Questions about 'Guided Reading'

Post by Debbie_Hepplewhite »

Questions often arise as to the efficacy and advisability of 'Guided Reading' and so I thought it would be a good idea to start a thread on this topic.

I'm launching with an excellent post by Gordon Askew via his 'ssphonix' blog:

http://ssphonix.blogspot.co.uk/2014/11/ ... ase_7.html

When I provide teacher-training, I include this issue as, like Gordon, I'm well aware that most teachers are still required to do 'Guided Reading' or choose to do it - so what does 'it' look like - and how might teachers modify their approach for the benefit of their pupils relative to their reading abilities?

And, like Gordon, I note that schools are well-stocked with sets of 'Guided Reading Books' - more often than not 'bookbanded' which is a multi-cueing Reading Recovery approach to cataloguing and which is at odds with the use of cumulative, decodable reading material to enable beginners and strugglers to apply their alphabetic code knowledge and blending skill in order to build up their reading fluency and confidence. Why would we ask children to read books independently with words that they cannot hope to decode?

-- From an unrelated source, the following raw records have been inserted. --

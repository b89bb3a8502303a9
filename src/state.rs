use std::{
    ops::{Deref, DerefMut},
    sync::Arc,
    time::Duration,
};

use axum::{
    async_trait,
    extract::{FromRef, FromRequestParts, Request},
    http::{StatusCode, request::Parts},
    middleware::Next,
    response::{IntoResponse, Response},
};
use diesel::{
    SqliteConnection,
    connection::{SimpleConnection, TransactionManager},
    r2d2::{
        ConnectionManager, CustomizeConnection, Pool, PoolError,
        PooledConnection,
    },
};

pub type DbPool = Pool<ConnectionManager<SqliteConnection>>;

type PooledConn = PooledConnection<ConnectionManager<SqliteConnection>>;

/// Pragmas applied to every connection the pool hands out.
#[derive(Debug, Clone, Copy)]
pub struct ConnectionOptions {
    pub busy_timeout: Duration,
    pub wal: bool,
}

impl Default for ConnectionOptions {
    fn default() -> Self {
        Self {
            busy_timeout: Duration::from_secs(5),
            wal: false,
        }
    }
}

impl CustomizeConnection<SqliteConnection, diesel::r2d2::Error>
    for ConnectionOptions
{
    fn on_acquire(
        &self,
        conn: &mut SqliteConnection,
    ) -> Result<(), diesel::r2d2::Error> {
        let mut pragmas = format!(
            "PRAGMA busy_timeout = {}; PRAGMA foreign_keys = ON;",
            self.busy_timeout.as_millis()
        );
        if self.wal {
            pragmas.push_str(
                " PRAGMA journal_mode = WAL; PRAGMA synchronous = NORMAL;",
            );
        }

        conn.batch_execute(&pragmas)
            .map_err(diesel::r2d2::Error::QueryError)
    }
}

/// Builds the connection pool for `database_url`.
///
/// Every `:memory:` connection is its own database, so in that case the pool
/// holds exactly one connection and never recycles it.
pub fn build_pool(database_url: &str) -> Result<DbPool, PoolError> {
    let in_memory = database_url == ":memory:";

    let builder = Pool::builder()
        .max_size(if in_memory { 1 } else { 10 })
        .connection_customizer(Box::new(ConnectionOptions {
            wal: !in_memory,
            ..Default::default()
        }));

    let builder = if in_memory {
        builder.idle_timeout(None).max_lifetime(None)
    } else {
        builder
    };

    builder.build(ConnectionManager::<SqliteConnection>::new(database_url))
}

/// A pooled connection shared between the extractors of a single request.
///
/// With `TX = true` a transaction is opened when the connection is first
/// extracted, and [`tx_commit`] settles it once the response is known.
#[derive(Clone)]
pub struct ThreadSafeConn<const TX: bool> {
    pub inner: Arc<tokio::sync::Mutex<PooledConn>>,
}

/// Filled in by [`ThreadSafeConn`] when it opens a request transaction.
#[derive(Clone, Default)]
struct TxSlot(Arc<std::sync::Mutex<Option<ThreadSafeConn<true>>>>);

#[async_trait]
impl<S, const TX: bool> FromRequestParts<S> for ThreadSafeConn<TX>
where
    S: Send + Sync,
    DbPool: FromRef<S>,
{
    type Rejection = StatusCode;

    async fn from_request_parts(
        parts: &mut Parts,
        state: &S,
    ) -> Result<Self, Self::Rejection> {
        if let Some(conn) = parts.extensions.get::<ThreadSafeConn<TX>>() {
            return Ok(conn.clone());
        }

        let slot = if TX {
            match parts.extensions.get::<TxSlot>() {
                Some(slot) => Some(slot.clone()),
                None => {
                    tracing::error!(
                        "transactional connection requested without the \
                         tx_commit middleware"
                    );
                    return Err(StatusCode::INTERNAL_SERVER_ERROR);
                }
            }
        } else {
            None
        };

        let pool = DbPool::from_ref(state);
        let mut conn = tokio::task::spawn_blocking(move || pool.get())
            .await
            .map_err(|_| StatusCode::INTERNAL_SERVER_ERROR)?
            .map_err(|e| {
                tracing::error!("could not check out a connection: {e}");
                StatusCode::SERVICE_UNAVAILABLE
            })?;

        if let Some(slot) = slot {
            <PooledConn as diesel::Connection>::TransactionManager::begin_transaction(&mut conn)
                .map_err(|e| {
                    tracing::error!("could not begin request transaction: {e}");
                    StatusCode::INTERNAL_SERVER_ERROR
                })?;

            let conn = Arc::new(tokio::sync::Mutex::new(conn));
            if let Ok(mut slot) = slot.0.lock() {
                *slot = Some(ThreadSafeConn {
                    inner: conn.clone(),
                });
            }
            let conn = ThreadSafeConn { inner: conn };
            parts.extensions.insert(conn.clone());
            return Ok(conn);
        }

        let conn = ThreadSafeConn {
            inner: Arc::new(tokio::sync::Mutex::new(conn)),
        };
        parts.extensions.insert(conn.clone());
        Ok(conn)
    }
}

/// Commits the request transaction (if one was opened) on informational,
/// success and redirect responses, and rolls it back otherwise.
pub async fn tx_commit(mut req: Request, next: Next) -> Response {
    let slot = TxSlot::default();
    req.extensions_mut().insert(slot.clone());

    let res = next.run(req).await;

    let conn = match slot.0.lock() {
        Ok(mut slot) => slot.take(),
        Err(_) => None,
    };

    if let Some(conn) = conn {
        let status = res.status();
        let commit = status.is_success()
            || status.is_redirection()
            || status.is_informational();

        let mut conn = conn.inner.lock().await;
        let outcome = if commit {
            <PooledConn as diesel::Connection>::TransactionManager::commit_transaction(&mut *conn)
        } else {
            <PooledConn as diesel::Connection>::TransactionManager::rollback_transaction(&mut *conn)
        };

        if let Err(e) = outcome {
            tracing::error!(commit, "failed to settle request transaction: {e}");
            return StatusCode::INTERNAL_SERVER_ERROR.into_response();
        }
    }

    res
}

/// Exclusive access to the request's connection for the duration of a
/// handler.
pub struct Conn<const TX: bool> {
    inner: tokio::sync::OwnedMutexGuard<PooledConn>,
}

impl<const TX: bool> Deref for Conn<TX> {
    type Target = PooledConn;

    fn deref(&self) -> &Self::Target {
        self.inner.deref()
    }
}

impl<const TX: bool> DerefMut for Conn<TX> {
    fn deref_mut(&mut self) -> &mut Self::Target {
        self.inner.deref_mut()
    }
}

#[async_trait]
impl<S, const TX: bool> FromRequestParts<S> for Conn<TX>
where
    S: Send + Sync,
    DbPool: FromRef<S>,
{
    type Rejection = StatusCode;

    async fn from_request_parts(
        parts: &mut Parts,
        state: &S,
    ) -> Result<Self, Self::Rejection> {
        let conn = ThreadSafeConn::<TX>::from_request_parts(parts, state).await?;

        // Extractors that borrow the connection (e.g. `User`) release it
        // before returning, so this only fails on a handler asking twice.
        let inner = conn.inner.try_lock_owned().map_err(|_| {
            tracing::error!("request connection is already locked");
            StatusCode::INTERNAL_SERVER_ERROR
        })?;

        Ok(Conn { inner })
    }
}
//! Runtime configuration.
//!
//! Values come from an optional TOML file, then the `DATABASE_URL`,
//! `SECRET_KEY` and `BIND_ADDRESS` environment variables, then command line
//! flags (applied by the binary).

use std::path::Path;

use axum_extra::extract::cookie::Key;
use chrono::NaiveDateTime;
use serde::Deserialize;

/// Private cookies need at least this many bytes of key material.
pub const MIN_SECRET_KEY_LEN: usize = 64;

#[derive(Debug, Clone, Deserialize)]
#[serde(default, deny_unknown_fields)]
pub struct Settings {
    pub bind: String,
    pub database_url: String,
    /// Used in page titles and the navigation bar.
    pub event_name: String,
    /// Prefix for invite links, without a trailing slash.
    pub public_url: String,
    /// Profiles are locked from this instant (UTC) on.
    pub competition_start: Option<NaiveDateTime>,
    pub secret_key: Option<String>,
}

impl Default for Settings {
    fn default() -> Self {
        Self {
            bind: "127.0.0.1:8000".to_string(),
            database_url: ":memory:".to_string(),
            event_name: "HackML 2026".to_string(),
            public_url: "http://localhost:8000".to_string(),
            competition_start: None,
            secret_key: None,
        }
    }
}

#[derive(Debug, thiserror::Error)]
pub enum SettingsError {
    #[error("could not read config file: {0}")]
    Io(#[from] std::io::Error),
    #[error("invalid config file: {0}")]
    Parse(#[from] toml::de::Error),
    #[error(
        "secret key must be at least {} bytes (got {})",
        MIN_SECRET_KEY_LEN,
        .0
    )]
    SecretKeyTooShort(usize),
}

impl Settings {
    pub fn from_toml_str(contents: &str) -> Result<Self, SettingsError> {
        Ok(toml::from_str(contents)?)
    }

    pub fn load(path: Option<&Path>) -> Result<Self, SettingsError> {
        let mut settings = match path {
            Some(path) => {
                tracing::info!(path = %path.display(), "loading settings");
                Self::from_toml_str(&std::fs::read_to_string(path)?)?
            }
            None => Self::default(),
        };

        if let Ok(url) = std::env::var("DATABASE_URL") {
            settings.database_url = url;
        }
        if let Ok(secret) = std::env::var("SECRET_KEY") {
            settings.secret_key = Some(secret);
        }
        if let Ok(bind) = std::env::var("BIND_ADDRESS") {
            settings.bind = bind;
        }

        Ok(settings)
    }

    pub fn registration_open(&self, now: NaiveDateTime) -> bool {
        self.competition_start.is_none_or(|start| now < start)
    }

    pub fn invite_link(&self, code: &str) -> String {
        format!(
            "{}/dashboard?code={code}",
            self.public_url.trim_end_matches('/')
        )
    }

    /// The key used to encrypt session cookies. Without a configured secret a
    /// fresh key is generated, which logs everyone out on restart.
    pub fn cookie_key(&self) -> Result<Key, SettingsError> {
        match &self.secret_key {
            Some(secret) if secret.len() < MIN_SECRET_KEY_LEN => {
                Err(SettingsError::SecretKeyTooShort(secret.len()))
            }
            Some(secret) => Ok(Key::from(secret.as_bytes())),
            None => {
                tracing::warn!(
                    "no secret key configured; sessions will not survive a restart"
                );
                Ok(Key::generate())
            }
        }
    }
}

I usually introduce this topic shortly after talking about the introduction of the 'Simple View of Reading' model which was adopted officially in England in 2006 as a 'useful conceptual framework'. The diagram for the Simple View of Reading is so helpful to consider the two main processes of being a reader in the full sense that I encourage teachers to share the diagram with parents too - why wouldn't they? After all, that is surely what 'working in partnership with parents' is about - giving them clear information about the rationale for our reading instruction practices.

Here is the 'Simple View of Reading' diagram:

http://www.phonicsinternational.com/The ... _model.pdf

The Simple View of Reading diagram enables us to consider the reading profiles of children - and from this we can reflect on the needs of the children and, to be honest, we can also reflect on our teaching practices and provision too.

When providing 'Guided Reading' or simply 'Group Reading', teachers can bear in mind the needs of the children from both the technical perspective (how good is their code knowledge and blending skill) and their level of language comprehension (children with more than one language may have excellent language comprehension in their mother tongue and much weaker language comprehension in the additional language - so children can be plotted for both languages on the Simple View of Reading diagram).

Then, the sets of matched books in the school need to be audited! When the notion of Guided Reading reached England in a 'big' way, schools invested in many sets of matched books to provide reading practice by the Guided Reading approach. Now, some of these books will be really good quality (content) and others simply aren't. Use those books for cutting up for collages or something!!!

I would add, however, that some books have very good content but the texts are too challenging for some beginners - but the content is still important for building up knowledge and understanding of the world, for example.

There are times, then, when it would be very good for weaker readers to enjoy a Guided Reading session where the teacher or supporting adult is doing the reading and collectively the adult and children can enjoy the contents and the focus is actually on the 'language comprehension' on that occasion.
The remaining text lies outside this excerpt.